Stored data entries
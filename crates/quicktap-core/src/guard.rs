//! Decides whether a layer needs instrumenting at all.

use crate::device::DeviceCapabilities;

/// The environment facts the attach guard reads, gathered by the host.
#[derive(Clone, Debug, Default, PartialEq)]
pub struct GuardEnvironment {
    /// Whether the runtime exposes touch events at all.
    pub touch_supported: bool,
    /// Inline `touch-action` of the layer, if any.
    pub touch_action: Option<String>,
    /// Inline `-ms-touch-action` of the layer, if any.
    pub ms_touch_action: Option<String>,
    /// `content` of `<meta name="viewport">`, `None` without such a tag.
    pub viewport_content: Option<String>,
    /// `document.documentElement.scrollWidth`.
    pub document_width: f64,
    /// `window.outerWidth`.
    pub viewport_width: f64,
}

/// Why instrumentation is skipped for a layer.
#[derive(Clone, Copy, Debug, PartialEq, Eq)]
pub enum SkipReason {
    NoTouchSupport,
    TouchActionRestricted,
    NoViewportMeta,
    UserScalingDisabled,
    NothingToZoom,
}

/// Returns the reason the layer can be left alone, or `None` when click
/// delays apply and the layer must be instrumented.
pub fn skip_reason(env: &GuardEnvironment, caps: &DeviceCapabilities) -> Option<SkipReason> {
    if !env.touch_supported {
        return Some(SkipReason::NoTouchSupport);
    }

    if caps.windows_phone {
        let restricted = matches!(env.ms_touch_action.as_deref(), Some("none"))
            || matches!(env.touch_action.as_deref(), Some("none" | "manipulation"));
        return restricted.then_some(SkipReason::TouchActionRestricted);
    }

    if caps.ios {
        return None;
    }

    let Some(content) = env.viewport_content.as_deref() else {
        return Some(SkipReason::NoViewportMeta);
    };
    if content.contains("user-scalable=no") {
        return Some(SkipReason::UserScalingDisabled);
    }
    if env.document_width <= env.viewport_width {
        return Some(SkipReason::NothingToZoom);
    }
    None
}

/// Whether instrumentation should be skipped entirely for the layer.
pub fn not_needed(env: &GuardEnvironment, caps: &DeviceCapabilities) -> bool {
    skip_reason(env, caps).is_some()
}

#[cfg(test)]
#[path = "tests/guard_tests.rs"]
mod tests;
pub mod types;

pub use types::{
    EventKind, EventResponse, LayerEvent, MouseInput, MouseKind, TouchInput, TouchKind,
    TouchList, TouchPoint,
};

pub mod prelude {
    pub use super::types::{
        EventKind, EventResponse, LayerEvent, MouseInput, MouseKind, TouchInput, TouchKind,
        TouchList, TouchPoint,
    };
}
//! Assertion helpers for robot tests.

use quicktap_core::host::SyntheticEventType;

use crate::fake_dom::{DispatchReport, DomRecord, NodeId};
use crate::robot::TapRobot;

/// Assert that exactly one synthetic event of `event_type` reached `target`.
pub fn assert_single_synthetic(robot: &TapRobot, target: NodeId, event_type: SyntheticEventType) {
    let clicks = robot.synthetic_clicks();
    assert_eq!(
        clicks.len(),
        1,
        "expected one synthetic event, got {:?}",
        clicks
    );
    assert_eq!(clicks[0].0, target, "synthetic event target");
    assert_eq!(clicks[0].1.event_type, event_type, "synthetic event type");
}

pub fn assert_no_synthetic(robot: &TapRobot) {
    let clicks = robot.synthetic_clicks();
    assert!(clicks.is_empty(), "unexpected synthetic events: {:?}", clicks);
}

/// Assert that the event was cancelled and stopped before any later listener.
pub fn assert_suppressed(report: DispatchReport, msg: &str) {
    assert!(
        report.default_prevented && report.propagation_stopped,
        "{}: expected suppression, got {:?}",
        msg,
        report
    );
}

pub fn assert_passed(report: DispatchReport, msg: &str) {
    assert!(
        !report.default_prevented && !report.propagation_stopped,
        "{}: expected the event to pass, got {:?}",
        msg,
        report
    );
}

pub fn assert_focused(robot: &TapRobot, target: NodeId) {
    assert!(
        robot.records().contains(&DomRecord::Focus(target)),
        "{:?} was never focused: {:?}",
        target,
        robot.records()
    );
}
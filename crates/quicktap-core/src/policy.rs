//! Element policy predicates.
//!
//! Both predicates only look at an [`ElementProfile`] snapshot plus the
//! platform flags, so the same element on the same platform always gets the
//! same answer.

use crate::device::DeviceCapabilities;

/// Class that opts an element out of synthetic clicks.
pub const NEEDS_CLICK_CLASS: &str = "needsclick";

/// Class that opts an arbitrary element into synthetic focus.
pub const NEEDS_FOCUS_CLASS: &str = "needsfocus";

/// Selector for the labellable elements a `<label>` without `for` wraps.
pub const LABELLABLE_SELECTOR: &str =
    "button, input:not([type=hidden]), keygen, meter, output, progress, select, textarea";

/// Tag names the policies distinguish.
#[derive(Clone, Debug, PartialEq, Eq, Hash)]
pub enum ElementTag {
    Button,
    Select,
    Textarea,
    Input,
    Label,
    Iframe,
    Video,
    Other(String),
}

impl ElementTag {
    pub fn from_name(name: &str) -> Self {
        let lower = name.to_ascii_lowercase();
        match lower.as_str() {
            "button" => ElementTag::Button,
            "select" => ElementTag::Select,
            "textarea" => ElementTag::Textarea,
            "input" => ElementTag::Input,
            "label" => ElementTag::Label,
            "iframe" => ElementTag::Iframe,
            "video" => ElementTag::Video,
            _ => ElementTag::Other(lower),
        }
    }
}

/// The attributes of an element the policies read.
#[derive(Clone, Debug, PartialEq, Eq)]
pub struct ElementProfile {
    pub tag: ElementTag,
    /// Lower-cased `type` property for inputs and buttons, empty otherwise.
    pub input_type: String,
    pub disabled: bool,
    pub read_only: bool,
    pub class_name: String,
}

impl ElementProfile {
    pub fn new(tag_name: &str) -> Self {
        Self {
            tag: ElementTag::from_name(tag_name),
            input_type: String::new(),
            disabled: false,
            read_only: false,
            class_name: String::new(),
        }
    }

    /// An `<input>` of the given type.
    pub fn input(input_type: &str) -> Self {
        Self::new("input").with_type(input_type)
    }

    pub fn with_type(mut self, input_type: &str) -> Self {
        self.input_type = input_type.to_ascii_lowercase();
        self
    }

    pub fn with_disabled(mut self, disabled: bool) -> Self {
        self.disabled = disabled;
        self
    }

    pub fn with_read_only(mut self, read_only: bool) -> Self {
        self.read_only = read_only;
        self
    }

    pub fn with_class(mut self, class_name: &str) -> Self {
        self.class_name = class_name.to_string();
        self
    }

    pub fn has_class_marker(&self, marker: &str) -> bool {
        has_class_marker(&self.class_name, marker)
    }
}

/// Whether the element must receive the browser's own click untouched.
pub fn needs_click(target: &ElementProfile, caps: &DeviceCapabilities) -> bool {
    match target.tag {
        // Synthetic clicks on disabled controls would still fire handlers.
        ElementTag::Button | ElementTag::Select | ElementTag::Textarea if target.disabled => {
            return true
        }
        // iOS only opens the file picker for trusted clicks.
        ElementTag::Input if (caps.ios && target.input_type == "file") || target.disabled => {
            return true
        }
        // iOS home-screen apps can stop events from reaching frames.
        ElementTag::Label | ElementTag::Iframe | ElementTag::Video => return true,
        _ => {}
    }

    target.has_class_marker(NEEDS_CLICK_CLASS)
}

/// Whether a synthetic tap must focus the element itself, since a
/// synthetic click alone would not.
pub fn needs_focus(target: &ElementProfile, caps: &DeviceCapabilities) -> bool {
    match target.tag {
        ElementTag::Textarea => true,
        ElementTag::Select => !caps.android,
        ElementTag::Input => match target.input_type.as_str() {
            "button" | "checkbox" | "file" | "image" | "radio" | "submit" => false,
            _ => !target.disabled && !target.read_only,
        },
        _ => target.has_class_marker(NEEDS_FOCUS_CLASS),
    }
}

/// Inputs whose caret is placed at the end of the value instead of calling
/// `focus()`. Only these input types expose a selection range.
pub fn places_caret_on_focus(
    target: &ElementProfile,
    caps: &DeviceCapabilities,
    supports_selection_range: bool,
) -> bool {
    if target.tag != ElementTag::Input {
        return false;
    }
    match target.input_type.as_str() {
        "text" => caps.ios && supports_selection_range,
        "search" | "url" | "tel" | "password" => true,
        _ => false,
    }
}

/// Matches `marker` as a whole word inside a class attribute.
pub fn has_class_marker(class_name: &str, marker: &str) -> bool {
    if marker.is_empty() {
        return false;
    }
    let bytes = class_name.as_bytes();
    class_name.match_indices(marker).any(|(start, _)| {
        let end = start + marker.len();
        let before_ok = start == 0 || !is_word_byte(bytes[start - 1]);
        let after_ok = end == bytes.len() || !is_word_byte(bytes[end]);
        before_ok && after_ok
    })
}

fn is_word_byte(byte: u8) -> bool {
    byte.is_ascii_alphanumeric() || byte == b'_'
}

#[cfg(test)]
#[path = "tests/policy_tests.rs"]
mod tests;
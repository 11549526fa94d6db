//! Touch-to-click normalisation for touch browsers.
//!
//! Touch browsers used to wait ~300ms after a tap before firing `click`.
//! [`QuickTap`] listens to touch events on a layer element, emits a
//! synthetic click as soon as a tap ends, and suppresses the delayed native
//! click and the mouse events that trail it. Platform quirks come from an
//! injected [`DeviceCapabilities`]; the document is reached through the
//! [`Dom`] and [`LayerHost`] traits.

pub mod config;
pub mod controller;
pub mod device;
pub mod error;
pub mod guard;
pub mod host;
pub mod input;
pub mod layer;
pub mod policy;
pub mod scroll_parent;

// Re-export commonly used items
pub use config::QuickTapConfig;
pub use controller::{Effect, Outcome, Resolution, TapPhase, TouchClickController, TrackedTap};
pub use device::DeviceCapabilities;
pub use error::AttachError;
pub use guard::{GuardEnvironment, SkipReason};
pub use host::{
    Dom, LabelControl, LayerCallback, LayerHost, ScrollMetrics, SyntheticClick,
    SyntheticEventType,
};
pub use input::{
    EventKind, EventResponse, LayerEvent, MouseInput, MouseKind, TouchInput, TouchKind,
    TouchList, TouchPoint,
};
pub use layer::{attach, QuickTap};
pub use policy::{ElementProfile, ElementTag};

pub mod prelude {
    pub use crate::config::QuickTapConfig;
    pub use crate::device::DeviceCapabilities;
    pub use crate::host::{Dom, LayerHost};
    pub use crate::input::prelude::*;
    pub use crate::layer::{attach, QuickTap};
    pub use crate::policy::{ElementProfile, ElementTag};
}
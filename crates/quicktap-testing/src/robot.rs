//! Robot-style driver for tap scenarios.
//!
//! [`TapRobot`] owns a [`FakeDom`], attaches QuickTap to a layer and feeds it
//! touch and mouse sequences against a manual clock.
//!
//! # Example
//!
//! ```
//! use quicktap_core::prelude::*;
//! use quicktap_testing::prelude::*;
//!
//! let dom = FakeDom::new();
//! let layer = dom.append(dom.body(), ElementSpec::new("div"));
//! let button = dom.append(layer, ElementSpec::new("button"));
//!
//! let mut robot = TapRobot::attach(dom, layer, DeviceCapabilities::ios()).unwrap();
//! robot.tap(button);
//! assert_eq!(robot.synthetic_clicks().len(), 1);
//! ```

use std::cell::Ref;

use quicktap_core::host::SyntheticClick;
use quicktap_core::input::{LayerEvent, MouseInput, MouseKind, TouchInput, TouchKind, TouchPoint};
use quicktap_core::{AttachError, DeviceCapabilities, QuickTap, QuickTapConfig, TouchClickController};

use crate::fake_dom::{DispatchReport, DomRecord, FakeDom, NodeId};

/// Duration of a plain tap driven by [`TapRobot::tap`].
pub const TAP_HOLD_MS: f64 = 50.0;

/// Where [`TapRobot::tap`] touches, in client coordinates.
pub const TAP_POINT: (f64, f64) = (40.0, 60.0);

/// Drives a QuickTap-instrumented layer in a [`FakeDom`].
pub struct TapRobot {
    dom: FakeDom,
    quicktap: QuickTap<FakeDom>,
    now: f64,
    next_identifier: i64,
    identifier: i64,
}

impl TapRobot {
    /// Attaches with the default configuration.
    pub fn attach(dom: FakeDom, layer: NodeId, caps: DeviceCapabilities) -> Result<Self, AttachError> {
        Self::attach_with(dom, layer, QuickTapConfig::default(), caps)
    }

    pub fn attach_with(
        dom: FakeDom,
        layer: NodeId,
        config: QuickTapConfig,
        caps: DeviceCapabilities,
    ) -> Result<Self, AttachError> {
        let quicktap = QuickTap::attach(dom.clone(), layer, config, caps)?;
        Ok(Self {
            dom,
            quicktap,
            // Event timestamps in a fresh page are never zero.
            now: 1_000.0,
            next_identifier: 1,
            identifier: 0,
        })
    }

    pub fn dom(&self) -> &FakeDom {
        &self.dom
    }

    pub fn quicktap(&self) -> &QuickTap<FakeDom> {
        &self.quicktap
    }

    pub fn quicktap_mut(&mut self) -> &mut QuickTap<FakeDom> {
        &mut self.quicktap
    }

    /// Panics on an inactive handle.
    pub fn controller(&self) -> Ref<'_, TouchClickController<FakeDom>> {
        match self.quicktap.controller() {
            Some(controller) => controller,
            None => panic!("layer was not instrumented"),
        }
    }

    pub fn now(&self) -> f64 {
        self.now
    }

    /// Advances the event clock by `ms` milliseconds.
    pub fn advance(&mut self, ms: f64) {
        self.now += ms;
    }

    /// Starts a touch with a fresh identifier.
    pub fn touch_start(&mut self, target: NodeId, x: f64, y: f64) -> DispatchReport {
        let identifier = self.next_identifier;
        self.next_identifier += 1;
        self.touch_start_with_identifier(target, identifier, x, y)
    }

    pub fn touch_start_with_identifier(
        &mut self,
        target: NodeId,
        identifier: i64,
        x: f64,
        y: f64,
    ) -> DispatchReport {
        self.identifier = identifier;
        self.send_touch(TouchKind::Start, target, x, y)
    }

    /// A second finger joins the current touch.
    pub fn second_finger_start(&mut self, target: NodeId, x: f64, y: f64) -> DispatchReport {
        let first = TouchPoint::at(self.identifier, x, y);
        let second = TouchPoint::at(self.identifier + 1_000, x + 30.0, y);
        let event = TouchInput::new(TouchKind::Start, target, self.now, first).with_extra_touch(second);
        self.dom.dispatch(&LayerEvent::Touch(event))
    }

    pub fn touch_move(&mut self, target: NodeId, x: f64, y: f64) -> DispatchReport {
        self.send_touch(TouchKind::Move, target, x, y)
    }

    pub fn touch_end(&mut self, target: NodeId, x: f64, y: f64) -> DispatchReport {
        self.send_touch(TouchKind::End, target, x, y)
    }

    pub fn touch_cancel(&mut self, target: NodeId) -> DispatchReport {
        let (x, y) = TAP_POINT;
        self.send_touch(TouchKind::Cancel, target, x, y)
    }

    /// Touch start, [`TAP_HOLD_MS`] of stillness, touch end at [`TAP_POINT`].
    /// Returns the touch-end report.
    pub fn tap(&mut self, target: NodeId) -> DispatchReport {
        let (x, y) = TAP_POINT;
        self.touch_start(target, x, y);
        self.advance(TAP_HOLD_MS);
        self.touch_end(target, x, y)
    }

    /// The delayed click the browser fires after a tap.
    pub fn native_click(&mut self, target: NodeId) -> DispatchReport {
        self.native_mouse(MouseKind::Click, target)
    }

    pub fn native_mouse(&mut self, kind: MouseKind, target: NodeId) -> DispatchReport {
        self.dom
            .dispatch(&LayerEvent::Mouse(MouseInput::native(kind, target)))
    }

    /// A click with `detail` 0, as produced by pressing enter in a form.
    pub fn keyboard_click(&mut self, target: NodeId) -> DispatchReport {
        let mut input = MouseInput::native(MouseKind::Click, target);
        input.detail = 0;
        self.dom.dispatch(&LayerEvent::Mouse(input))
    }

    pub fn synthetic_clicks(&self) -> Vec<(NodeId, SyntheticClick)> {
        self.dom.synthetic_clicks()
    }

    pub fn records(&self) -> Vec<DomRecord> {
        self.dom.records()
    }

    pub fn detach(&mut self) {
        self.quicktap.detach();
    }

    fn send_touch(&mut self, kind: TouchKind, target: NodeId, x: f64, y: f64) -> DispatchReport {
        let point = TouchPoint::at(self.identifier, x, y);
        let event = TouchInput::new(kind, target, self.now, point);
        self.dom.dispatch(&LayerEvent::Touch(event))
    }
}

EXERCISE AIM> Beginning at the first line above, repeat exactly until the line containing "Returns the reason", which is included.

RESPONSE TO THIS TASK>
filename crates/quicktap-core/src/guard.rs
//! Decides whether a layer needs instrumenting at all.

use crate::device::DeviceCapabilities;

/// The environment facts the attach guard reads, gathered by the host.
#[derive(Clone, Debug, Default, PartialEq)]
pub struct GuardEnvironment {
    /// Whether the runtime exposes touch events at all.
    pub touch_supported: bool,
    /// Inline `touch-action` of the layer, if any.
    pub touch_action: Option<String>,
    /// Inline `-ms-touch-action` of the layer, if any.
    pub ms_touch_action: Option<String>,
    /// `content` of `<meta name="viewport">`, `None` without such a tag.
    pub viewport_content: Option<String>,
    /// `document.documentElement.scrollWidth`.
    pub document_width: f64,
    /// `window.outerWidth`.
    pub viewport_width: f64,
}

/// Why instrumentation is skipped for a layer.
#[derive(Clone, Copy, Debug, PartialEq, Eq)]
pub enum SkipReason {
    NoTouchSupport,
    TouchActionRestricted,
    NoViewportMeta,
    UserScalingDisabled,
    NothingToZoom,
}

/// Returns the reason the layer can be left alone, or `None` when click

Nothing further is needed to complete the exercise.